I have the opportunity to meet regularly with other human beings committed to the Practice.  Whether we are sharing the collective container of our silence in meditation practice (some folks join us just for that,) or attempting to be real with one another during  Heart Council Practice,  I am aware of how rare and precious this is.

Showing up for our life with an open heart takes courage. Being a kind, compassionate, and clear-minded human being is a daunting proposition.  Having friends who are willing to meet regularly to share the journey makes it doable. 
In this DIY world, that's what I did.  Why don't you?

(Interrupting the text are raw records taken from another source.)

//! Shared utilities.
//!
//! Hashing helpers used by the build context, the layer cache and the OCI
//! document model.

pub mod hash;
//! OCI image documents.
//!
//! The subset of the OCI image format needed to publish a multi-architecture
//! image: content digests, descriptors, the image config, per-platform image
//! manifests and the image index (manifest list) that groups them.
//!
//! Every document serializes deterministically: struct fields in declaration
//! order, maps as `BTreeMap`, no timestamps. Building the same inputs twice
//! therefore yields byte-identical documents and identical digests.

pub mod layout;

use std::collections::BTreeMap;
use std::fmt;
use std::str::FromStr;

use serde::{Deserialize, Serialize};
use thiserror::Error;

use crate::platform::Platform;
use crate::util::hash::hash_bytes;

pub const MEDIA_TYPE_INDEX: &str = "application/vnd.oci.image.index.v1+json";
pub const MEDIA_TYPE_MANIFEST: &str = "application/vnd.oci.image.manifest.v1+json";
pub const MEDIA_TYPE_CONFIG: &str = "application/vnd.oci.image.config.v1+json";
pub const MEDIA_TYPE_LAYER_GZIP: &str = "application/vnd.oci.image.layer.v1.tar+gzip";
pub const MEDIA_TYPE_LAYER_TAR: &str = "application/vnd.oci.image.layer.v1.tar";

// Docker schema 2 equivalents, as served for most public base images.
pub const MEDIA_TYPE_DOCKER_MANIFEST_LIST: &str = "application/vnd.docker.distribution.manifest.list.v2+json";
pub const MEDIA_TYPE_DOCKER_MANIFEST: &str = "application/vnd.docker.distribution.manifest.v2+json";
pub const MEDIA_TYPE_DOCKER_CONFIG: &str = "application/vnd.docker.container.image.v1+json";
pub const MEDIA_TYPE_DOCKER_LAYER_GZIP: &str = "application/vnd.docker.image.rootfs.diff.tar.gzip";

/// Manifest media types accepted when reading images, most specific first.
pub const ACCEPTED_MANIFEST_TYPES: &[&str] = &[
  MEDIA_TYPE_INDEX,
  MEDIA_TYPE_MANIFEST,
  MEDIA_TYPE_DOCKER_MANIFEST_LIST,
  MEDIA_TYPE_DOCKER_MANIFEST,
];

#[derive(Debug, Error)]
pub enum OciError {
  #[error("invalid digest '{0}': expected sha256:<64 lowercase hex>")]
  InvalidDigest(String),

  #[error("failed to serialize document: {0}")]
  Serialize(#[from] serde_json::Error),

  #[error("unsupported media type '{0}'")]
  UnsupportedMediaType(String),
}

/// Whether `media_type` names a multi-platform index.
pub fn is_index(media_type: &str) -> bool {
  media_type == MEDIA_TYPE_INDEX || media_type == MEDIA_TYPE_DOCKER_MANIFEST_LIST
}

/// Whether `media_type` names a single-platform image manifest.
pub fn is_manifest(media_type: &str) -> bool {
  media_type == MEDIA_TYPE_MANIFEST || media_type == MEDIA_TYPE_DOCKER_MANIFEST
}

/// Compression of a layer blob.
#[derive(Debug, Clone, Copy, PartialEq, Eq)]
pub enum LayerCompression {
  Gzip,
  None,
}

impl LayerCompression {
  pub fn of(media_type: &str) -> Result<Self, OciError> {
    match media_type {
      MEDIA_TYPE_LAYER_GZIP | MEDIA_TYPE_DOCKER_LAYER_GZIP => Ok(Self::Gzip),
      MEDIA_TYPE_LAYER_TAR => Ok(Self::None),
      other => Err(OciError::UnsupportedMediaType(other.to_string())),
    }
  }

  /// OCI media type for a layer with this compression.
  pub fn media_type(&self) -> &'static str {
    match self {
      Self::Gzip => MEDIA_TYPE_LAYER_GZIP,
      Self::None => MEDIA_TYPE_LAYER_TAR,
    }
  }
}

/// A content digest in `sha256:<hex>` form.
#[derive(Debug, Clone, PartialEq, Eq, PartialOrd, Ord, Hash, Serialize, Deserialize)]
#[serde(try_from = "String", into = "String")]
pub struct Digest(String);

impl Digest {
  const PREFIX: &'static str = "sha256:";

  /// Digest of the given bytes.
  pub fn of(data: &[u8]) -> Self {
    Self(format!("{}{}", Self::PREFIX, hash_bytes(data).0))
  }

  /// The hex part, without the algorithm prefix.
  pub fn hex(&self) -> &str {
    &self.0[Self::PREFIX.len()..]
  }

  pub fn as_str(&self) -> &str {
    &self.0
  }
}

impl fmt::Display for Digest {
  fn fmt(&self, f: &mut fmt::Formatter<'_>) -> fmt::Result {
    f.write_str(&self.0)
  }
}

impl FromStr for Digest {
  type Err = OciError;

  fn from_str(s: &str) -> Result<Self, Self::Err> {
    let hex = s
      .strip_prefix(Self::PREFIX)
      .ok_or_else(|| OciError::InvalidDigest(s.to_string()))?;
    let valid = hex.len() == 64 && hex.chars().all(|c| c.is_ascii_digit() || ('a'..='f').contains(&c));
    if !valid {
      return Err(OciError::InvalidDigest(s.to_string()));
    }
    Ok(Self(s.to_string()))
  }
}

impl TryFrom<String> for Digest {
  type Error = OciError;

  fn try_from(value: String) -> Result<Self, Self::Error> {
    value.parse()
  }
}

impl From<Digest> for String {
  fn from(digest: Digest) -> Self {
    digest.0
  }
}

/// Platform as it appears inside an index entry.
#[derive(Debug, Clone, PartialEq, Eq, Serialize, Deserialize)]
pub struct PlatformSpec {
  pub architecture: String,
  pub os: String,
  #[serde(skip_serializing_if = "Option::is_none")]
  pub variant: Option<String>,
}

impl PlatformSpec {
  /// Whether an index entry for this platform can run on `platform`.
  ///
  /// A target without a variant accepts any variant of its architecture.
  pub fn matches(&self, platform: &Platform) -> bool {
    self.os == platform.os.as_str()
      && self.architecture == platform.arch.as_str()
      && (platform.variant.is_none() || self.variant == platform.variant)
  }
}

impl From<&Platform> for PlatformSpec {
  fn from(platform: &Platform) -> Self {
    Self {
      architecture: platform.arch.as_str().to_string(),
      os: platform.os.as_str().to_string(),
      variant: platform.variant.clone(),
    }
  }
}

#[derive(Debug, Clone, PartialEq, Eq, Serialize, Deserialize)]
#[serde(rename_all = "camelCase")]
pub struct Descriptor {
  pub media_type: String,
  pub digest: Digest,
  pub size: u64,
  #[serde(skip_serializing_if = "Option::is_none")]
  pub platform: Option<PlatformSpec>,
  #[serde(default, skip_serializing_if = "BTreeMap::is_empty")]
  pub annotations: BTreeMap<String, String>,
}

impl Descriptor {
  /// Describe `data` with the given media type.
  pub fn for_bytes(media_type: &str, data: &[u8]) -> Self {
    Self {
      media_type: media_type.to_string(),
      digest: Digest::of(data),
      size: data.len() as u64,
      platform: None,
      annotations: BTreeMap::new(),
    }
  }
}

/// Docker writes `null` for empty lists and maps.
fn null_as_default<'de, D, T>(deserializer: D) -> Result<T, D::Error>
where
  D: serde::Deserializer<'de>,
  T: Default + Deserialize<'de>,
{
  Option::<T>::deserialize(deserializer).map(Option::unwrap_or_default)
}

/// Runtime defaults recorded in the image config.
#[derive(Debug, Clone, Default, PartialEq, Eq, Serialize, Deserialize)]
pub struct ContainerConfig {
  #[serde(
    rename = "Env",
    default,
    deserialize_with = "null_as_default",
    skip_serializing_if = "Vec::is_empty"
  )]
  pub env: Vec<String>,
  #[serde(
    rename = "Entrypoint",
    default,
    deserialize_with = "null_as_default",
    skip_serializing_if = "Vec::is_empty"
  )]
  pub entrypoint: Vec<String>,
  #[serde(
    rename = "Cmd",
    default,
    deserialize_with = "null_as_default",
    skip_serializing_if = "Vec::is_empty"
  )]
  pub cmd: Vec<String>,
  #[serde(rename = "WorkingDir", default, skip_serializing_if = "Option::is_none")]
  pub working_dir: Option<String>,
  #[serde(
    rename = "Labels",
    default,
    deserialize_with = "null_as_default",
    skip_serializing_if = "BTreeMap::is_empty"
  )]
  pub labels: BTreeMap<String, String>,
}

#[derive(Debug, Clone, PartialEq, Eq, Serialize, Deserialize)]
pub struct RootFs {
  #[serde(rename = "type")]
  pub kind: String,
  pub diff_ids: Vec<Digest>,
}

/// The image config blob. Carries no `created` timestamp.
#[derive(Debug, Clone, PartialEq, Eq, Serialize, Deserialize)]
pub struct ImageConfig {
  pub architecture: String,
  pub os: String,
  #[serde(skip_serializing_if = "Option::is_none")]
  pub variant: Option<String>,
  #[serde(default)]
  pub config: ContainerConfig,
  pub rootfs: RootFs,
}

impl ImageConfig {
  pub fn new(platform: &Platform, config: ContainerConfig, diff_ids: Vec<Digest>) -> Self {
    Self {
      architecture: platform.arch.as_str().to_string(),
      os: platform.os.as_str().to_string(),
      variant: platform.variant.clone(),
      config,
      rootfs: RootFs {
        kind: "layers".to_string(),
        diff_ids,
      },
    }
  }
}

#[derive(Debug, Clone, PartialEq, Eq, Serialize, Deserialize)]
#[serde(rename_all = "camelCase")]
pub struct ImageManifest {
  pub schema_version: u32,
  #[serde(default)]
  pub media_type: String,
  pub config: Descriptor,
  pub layers: Vec<Descriptor>,
  #[serde(default, skip_serializing_if = "BTreeMap::is_empty")]
  pub annotations: BTreeMap<String, String>,
}

impl ImageManifest {
  pub fn new(config: Descriptor, layers: Vec<Descriptor>) -> Self {
    Self {
      schema_version: 2,
      media_type: MEDIA_TYPE_MANIFEST.to_string(),
      config,
      layers,
      annotations: BTreeMap::new(),
    }
  }
}

/// The manifest list published under the release tag.
#[derive(Debug, Clone, PartialEq, Eq, Serialize, Deserialize)]
#[serde(rename_all = "camelCase")]
pub struct ImageIndex {
  pub schema_version: u32,
  #[serde(default)]
  pub media_type: String,
  pub manifests: Vec<Descriptor>,
  #[serde(default, skip_serializing_if = "BTreeMap::is_empty")]
  pub annotations: BTreeMap<String, String>,
}

impl ImageIndex {
  pub fn new(manifests: Vec<Descriptor>) -> Self {
    Self {
      schema_version: 2,
      media_type: MEDIA_TYPE_INDEX.to_string(),
      manifests,
      annotations: BTreeMap::new(),
    }
  }

  /// Platforms listed by the index, in order.
  pub fn platforms(&self) -> Vec<&PlatformSpec> {
    self.manifests.iter().filter_map(|m| m.platform.as_ref()).collect()
  }

  /// The first image manifest entry runnable on `platform`.
  pub fn select(&self, platform: &Platform) -> Option<&Descriptor> {
    self.manifests.iter().find(|m| {
      is_manifest(&m.media_type) && m.platform.as_ref().is_some_and(|p| p.matches(platform))
    })
  }
}

/// A serialized document together with its descriptor.
#[derive(Debug, Clone, PartialEq, Eq)]
pub struct Blob {
  pub descriptor: Descriptor,
  pub data: Vec<u8>,
}

impl Blob {
  /// Serialize `value` and describe the resulting bytes.
  pub fn from_json<T: Serialize>(media_type: &str, value: &T) -> Result<Self, OciError> {
    let data = serde_json::to_vec(value)?;
    Ok(Self {
      descriptor: Descriptor::for_bytes(media_type, &data),
      data,
    })
  }
}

(If you want to see what we've come up for an agenda, or bounce ideas around about how to structure your own group, write me at mondaymorningmindfulness@gmail.com)

1 comment:

Don Karp said...

Thanks, Lance--

For who you are and what you do.

Having lived at Sirius Community and other "spiritual communities," I'd like to share that in most cases, I do not like meditating with others. It usually feels to me like everyone goes to different places. Sort of like ok, let's all be together and shut up for a while.

Annual National Rainbow Gatherings are different for me as I think that when thousands meditate in the cathedral of nature without a guru or other controls, that this is a minor miracle that might be part of what holds our world together for yet another year.

I feel fortunate to have met you at Recovery Learning, and unlike most group medication experiences, find myself actually enjoying it.